So it looks like the sellers who dont already have a premium account need to upgrade their accounts in 2 days.  Its not as bad as it sounds, it says there is a fee of 3.9% + a small fixed fee (about $.30) for each transaction which is only about $4.20 for every $100 you earn, nothing is free of charge in this world :\  I doubt selling makeup is considered (high risk) fradulent activity so i think were pretty safe to sell!

I bet many of the ladies who sell on specktra are already premium members, so it doesnt really affect us.  Just the fee rate got slightly higher.


----------



## TISH1124 (Jun 1, 2009)

^^^ If only that was true....Many of us had to file paypal claims regarding fake makeup/fraud just recently.....As many fakes as there are out there it has become very unsafe to buy makeup from many sources....and this was a Specktra source ...so you never know when you need to file fraud claims and from where

Everyone does not want or need a commercial acct to sell a few items here or there or to receive and send money...it actually sounds pretty damn bad if you ask me...it is not only the fees that are being addressed here

I have a business acct already....but I am concerned about the other issues being limited if you read the entire post of changes


----------



## soco210 (Jun 1, 2009)

I have both a business and personal account.  I opened the personal so my Specktra & LJ buyers wouldn't have to pay fees if it was a non-CC transaction.
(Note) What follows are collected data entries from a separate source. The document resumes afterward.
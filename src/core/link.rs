//! # Shared per-store state.
//!
//! [`Shared`] is the meeting point between the [`Store`](crate::Store) façade
//! (called from any thread) and the link actor (one tokio task per live
//! connection). Everything mutable sits behind one short `std::sync::Mutex`
//! critical section; the lock is never held across an `.await` or while an
//! observer runs.
//!
//! ## Generations
//! Every link start bumps `generation`. Actor-side transitions carry the
//! generation they were started with and are ignored once a newer link (or
//! no link) is current, so a slow actor can never overwrite newer state.
//!
//! ```text
//! subscribe (first) ──► start_link: gen+1, Connecting, spawn LinkActor(gen)
//! detach (last)     ──► stop_link:  cancel token, Idle, LinkStopped
//! actor(gen)        ──► enter_connecting / enter_open / enter_closed  (no-op if gen is stale)
//! ```

use std::sync::{Arc, Mutex, MutexGuard, PoisonError};
use std::time::Duration;

use tokio::runtime::Handle;
use tokio::sync::mpsc;
use tokio_util::sync::CancellationToken;

use crate::bootstrap::SeedSource;
use crate::codec::Decode;
use crate::core::actor::LinkActor;
use crate::core::registry::{Entry, Observer, Registry};
use crate::core::status::StatusBoard;
use crate::events::{Bus, Event, EventKind};
use crate::policies::{BackoffPolicy, SendPolicy};
use crate::store::Hook;
use crate::transport::Connector;

/// Lifecycle of one store's connection.
///
/// ```text
/// Idle ──first observer──► Connecting ──open──► Open
///  ▲                          ▲                  │ close / error
///  │ last observer leaves     └─── timer ─── Closed (awaiting retry)
/// ```
#[derive(Debug, Clone, Copy, PartialEq, Eq)]
pub enum ConnectionState {
    /// No observers, no socket, no timer.
    Idle,
    /// A connect attempt is in flight.
    Connecting,
    /// The socket is open; `set` sends immediately.
    Open,
    /// The socket closed (or never opened); a reconnect timer is armed.
    Closed,
}

impl ConnectionState {
    /// Short stable label (snake_case) for logs/metrics.
    pub fn as_label(&self) -> &'static str {
        match self {
            ConnectionState::Idle => "idle",
            ConnectionState::Connecting => "connecting",
            ConnectionState::Open => "open",
            ConnectionState::Closed => "closed",
        }
    }
}

/// Context-wide services every link needs.
pub(crate) struct Env {
    pub bus: Bus,
    pub status: Arc<StatusBoard>,
    pub connector: Arc<dyn Connector>,
    pub runtime: Handle,
    pub root: CancellationToken,
    pub seed_attempts: u32,
    pub seed_timeout: Option<Duration>,
}

/// Optional async callbacks around the socket lifecycle.
#[derive(Clone, Default)]
pub(crate) struct Hooks {
    pub before_open: Option<Arc<dyn Hook>>,
    pub on_open: Option<Arc<dyn Hook>>,
    pub on_close: Option<Arc<dyn Hook>>,
}

/// Immutable per-store settings.
pub(crate) struct Settings<In> {
    pub name: Arc<str>,
    pub endpoint: Arc<str>,
    pub decoder: Arc<dyn Decode<In>>,
    pub hooks: Hooks,
    pub send_policy: SendPolicy,
    pub backoff: BackoffPolicy,
    pub report_status: bool,
    pub seed: Option<Arc<dyn SeedSource>>,
}

/// Handle to the running actor.
struct Link {
    generation: u64,
    token: CancellationToken,
    outbound: mpsc::UnboundedSender<String>,
}

struct Inner<In> {
    cached: Arc<In>,
    version: u64,
    observers: Registry<In>,
    state: ConnectionState,
    link: Option<Link>,
    pending: Option<String>,
    generation: u64,
}

/// Outcome of handing an outbound frame to the link.
enum Dispatch {
    Sent,
    Deferred { replaced: bool },
    Dropped,
}

/// State shared between a store façade and its link actor.
pub(crate) struct Shared<In> {
    pub settings: Settings<In>,
    pub env: Arc<Env>,
    inner: Mutex<Inner<In>>,
}

impl<In: Send + Sync + 'static> Shared<In> {
    pub fn new(settings: Settings<In>, env: Arc<Env>, initial: In) -> Self {
        Self {
            settings,
            env,
            inner: Mutex::new(Inner {
                cached: Arc::new(initial),
                version: 0,
                observers: Registry::new(),
                state: ConnectionState::Idle,
                link: None,
                pending: None,
                generation: 0,
            }),
        }
    }

    fn lock(&self) -> MutexGuard<'_, Inner<In>> {
        self.inner.lock().unwrap_or_else(PoisonError::into_inner)
    }

    pub fn name(&self) -> &Arc<str> {
        &self.settings.name
    }

    /// Builds an event tagged with this store's name.
    pub fn event(&self, kind: EventKind) -> Event {
        Event::new(kind).with_store(Arc::clone(&self.settings.name))
    }

    pub fn publish(&self, ev: Event) {
        self.env.bus.publish(ev);
    }

    fn report(&self, ev: &Event) {
        if self.settings.report_status {
            self.env.status.update(ev);
        }
    }

    // ---- façade side ----

    pub fn get(&self) -> Arc<In> {
        Arc::clone(&self.lock().cached)
    }

    pub fn state(&self) -> ConnectionState {
        self.lock().state
    }

    pub fn observer_count(&self) -> usize {
        self.lock().observers.len()
    }

    #[cfg(test)]
    pub fn pending(&self) -> Option<String> {
        self.lock().pending.clone()
    }

    /// Registers an observer, delivers the cached value, then starts the link if needed.
    pub fn subscribe(self: &Arc<Self>, observer: Observer<In>) -> u64 {
        let (entry, value, version) = {
            let mut inner = self.lock();
            let entry = inner.observers.add(observer);
            (entry, Arc::clone(&inner.cached), inner.version)
        };
        self.deliver(&entry, &value, version);

        {
            let mut inner = self.lock();
            if inner.link.is_none() && !inner.observers.is_empty() {
                self.start_link(&mut inner);
            }
        }
        entry.id
    }

    /// Removes an observer; the last one out stops the link.
    pub fn detach(&self, id: u64) {
        let stopped = {
            let mut inner = self.lock();
            if !inner.observers.remove(id) || !inner.observers.is_empty() {
                return;
            }
            self.stop_link(&mut inner)
        };
        if let Some(ev) = stopped {
            self.publish(ev);
        }
    }

    /// Drops every observer and stops the link.
    pub fn teardown(&self) {
        let stopped = {
            let mut inner = self.lock();
            inner.observers.clear();
            self.stop_link(&mut inner)
        };
        if let Some(ev) = stopped {
            self.publish(ev);
        }
    }

    /// Stops the link but keeps observers (context shutdown).
    pub fn halt(&self) {
        let stopped = {
            let mut inner = self.lock();
            self.stop_link(&mut inner)
        };
        if let Some(ev) = stopped {
            self.publish(ev);
        }
    }

    fn start_link(self: &Arc<Self>, inner: &mut Inner<In>) {
        if self.env.root.is_cancelled() {
            return;
        }
        inner.generation += 1;
        let generation = inner.generation;
        let token = self.env.root.child_token();
        let (outbound, rx) = mpsc::unbounded_channel();
        inner.link = Some(Link {
            generation,
            token: token.clone(),
            outbound,
        });
        inner.state = ConnectionState::Connecting;
        self.publish(self.event(EventKind::LinkStarted));

        let actor = LinkActor::new(Arc::clone(self), generation, token, rx);
        self.env.runtime.spawn(actor.run());
    }

    fn stop_link(&self, inner: &mut Inner<In>) -> Option<Event> {
        let link = inner.link.take()?;
        link.token.cancel();
        inner.state = ConnectionState::Idle;
        let ev = self.event(EventKind::LinkStopped);
        self.report(&ev);
        Some(ev)
    }

    /// Sends now if open, otherwise applies the send policy.
    pub fn dispatch(&self, frame: String) {
        let outcome = {
            let mut inner = self.lock();
            let unsent = match (&inner.link, inner.state) {
                (Some(link), ConnectionState::Open) => link.outbound.send(frame).err().map(|e| e.0),
                _ => Some(frame),
            };
            match (unsent, self.settings.send_policy) {
                (None, _) => Dispatch::Sent,
                (Some(frame), SendPolicy::Defer) => Dispatch::Deferred {
                    replaced: inner.pending.replace(frame).is_some(),
                },
                (Some(_), SendPolicy::Drop) => Dispatch::Dropped,
            }
        };

        match outcome {
            Dispatch::Sent => {}
            Dispatch::Deferred { replaced } => {
                let mut ev = self.event(EventKind::SendDeferred);
                if replaced {
                    ev = ev.with_reason("replaced");
                }
                self.publish(ev);
            }
            Dispatch::Dropped => self.publish(self.event(EventKind::SendDropped)),
        }
    }

    /// Replaces the cached value and notifies every observer.
    pub fn accept(&self, value: In) {
        let (value, version, entries) = {
            let mut inner = self.lock();
            inner.version += 1;
            inner.cached = Arc::new(value);
            (
                Arc::clone(&inner.cached),
                inner.version,
                inner.observers.snapshot(),
            )
        };
        self.fan_out(&entries, &value, version);
    }

    /// Like [`accept`](Self::accept), but only if nothing was accepted since `baseline`.
    pub fn accept_if_unchanged(&self, value: In, baseline: u64) -> bool {
        let (value, version, entries) = {
            let mut inner = self.lock();
            if inner.version != baseline {
                return false;
            }
            inner.version += 1;
            inner.cached = Arc::new(value);
            (
                Arc::clone(&inner.cached),
                inner.version,
                inner.observers.snapshot(),
            )
        };
        self.fan_out(&entries, &value, version);
        true
    }

    pub fn version(&self) -> u64 {
        self.lock().version
    }

    fn fan_out(&self, entries: &[Arc<Entry<In>>], value: &In, version: u64) {
        for entry in entries {
            self.deliver(entry, value, version);
        }
    }

    fn deliver(&self, entry: &Entry<In>, value: &In, version: u64) {
        if let Some(msg) = entry.deliver(value, version) {
            self.publish(self.event(EventKind::ObserverPanicked).with_reason(msg));
        }
    }

    /// Decodes one inbound frame; a bad frame is reported and skipped.
    pub fn ingest(&self, raw: &str) {
        match self.settings.decoder.decode(raw) {
            Ok(value) => self.accept(value),
            Err(e) => self.publish(
                self.event(EventKind::FrameRejected)
                    .with_reason(e.to_string()),
            ),
        }
    }

    // ---- actor side ----

    fn is_current(inner: &Inner<In>, generation: u64) -> bool {
        inner
            .link
            .as_ref()
            .is_some_and(|l| l.generation == generation)
    }

    /// `Closed → Connecting`. Returns `false` if this link is no longer current.
    pub fn enter_connecting(&self, generation: u64) -> bool {
        let mut inner = self.lock();
        if !Self::is_current(&inner, generation) {
            return false;
        }
        inner.state = ConnectionState::Connecting;
        true
    }

    /// `Connecting → Open`. Returns the pending frame to flush, or `None` if stale.
    pub fn enter_open(&self, generation: u64, attempt: u32) -> Option<Option<String>> {
        let (pending, ev) = {
            let mut inner = self.lock();
            if !Self::is_current(&inner, generation) {
                return None;
            }
            inner.state = ConnectionState::Open;
            let ev = self.event(EventKind::Connected).with_attempt(attempt);
            self.report(&ev);
            (inner.pending.take(), ev)
        };
        self.publish(ev);
        Some(pending)
    }

    /// `Open → Closed` after a session ends.
    ///
    /// Frames still queued for the dead socket fall back to the send policy:
    /// under `Defer` the newest one becomes the pending frame unless a newer
    /// `set` already replaced it; under `Drop` each one is reported as
    /// `SendDropped`.
    pub fn enter_closed_after_session(
        &self,
        generation: u64,
        outbound: &mut mpsc::UnboundedReceiver<String>,
        reason: &str,
    ) {
        let (dropped, ev) = {
            let mut inner = self.lock();
            let mut unsent: Vec<String> = std::iter::from_fn(|| outbound.try_recv().ok()).collect();
            if self.settings.send_policy == SendPolicy::Defer {
                unsent = unsent.pop().into_iter().collect();
            }
            let dropped: Vec<Event> = unsent
                .into_iter()
                .filter_map(|frame| self.requeue_locked(&mut inner, frame))
                .collect();

            let ev = self.event(EventKind::Disconnected).with_reason(reason);
            if Self::is_current(&inner, generation) {
                inner.state = ConnectionState::Closed;
                self.report(&ev);
            }
            (dropped, ev)
        };
        for dropped in dropped {
            self.publish(dropped);
        }
        self.publish(ev);
    }

    /// Marks a failed connect attempt as awaiting retry.
    pub fn enter_closed(&self, generation: u64) -> bool {
        let mut inner = self.lock();
        if !Self::is_current(&inner, generation) {
            return false;
        }
        inner.state = ConnectionState::Closed;
        true
    }

    /// Puts back a frame the socket failed to write.
    pub fn requeue(&self, frame: String) {
        let dropped = {
            let mut inner = self.lock();
            self.requeue_locked(&mut inner, frame)
        };
        if let Some(ev) = dropped {
            self.publish(ev);
        }
    }

    /// Applies the send policy to a frame that never reached the socket.
    ///
    /// Returns the `SendDropped` event to publish once the lock is released.
    fn requeue_locked(&self, inner: &mut Inner<In>, frame: String) -> Option<Event> {
        match self.settings.send_policy {
            SendPolicy::Defer => {
                if inner.pending.is_none() {
                    inner.pending = Some(frame);
                }
                None
            }
            SendPolicy::Drop => Some(
                self.event(EventKind::SendDropped)
                    .with_reason("socket closed before send"),
            ),
        }
    }
}

/// Type-erased link control, so handles can outlive the value type.
pub(crate) trait LinkControl: Send + Sync {
    fn detach(&self, id: u64);
    fn halt(&self);
}

impl<In: Send + Sync + 'static> LinkControl for Shared<In> {
    fn detach(&self, id: u64) {
        Shared::detach(self, id);
    }

    fn halt(&self) {
        Shared::halt(self);
    }
}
This is just absolutely awful of Paypal.  I'm setting up my Google checkout right now, I'll never use Paypal again.  This is just the last straw with them and ebay.  I hope they fall hard and fast.  I know that's unrealistic, but I can think it lol

Thank you for posting this!  I never read the updates :\


----------



## TISH1124 (Jun 1, 2009)

Why should people be made to open a Commercial account just to receive money from a friend, family member or anyone for that matter. If they wanted to charge a fee for this I could understand...But to say it is not allowed with a personal acct period is a bit much IMO. Everyone does not need a commercial acct that uses paypal and should not be forced to get one.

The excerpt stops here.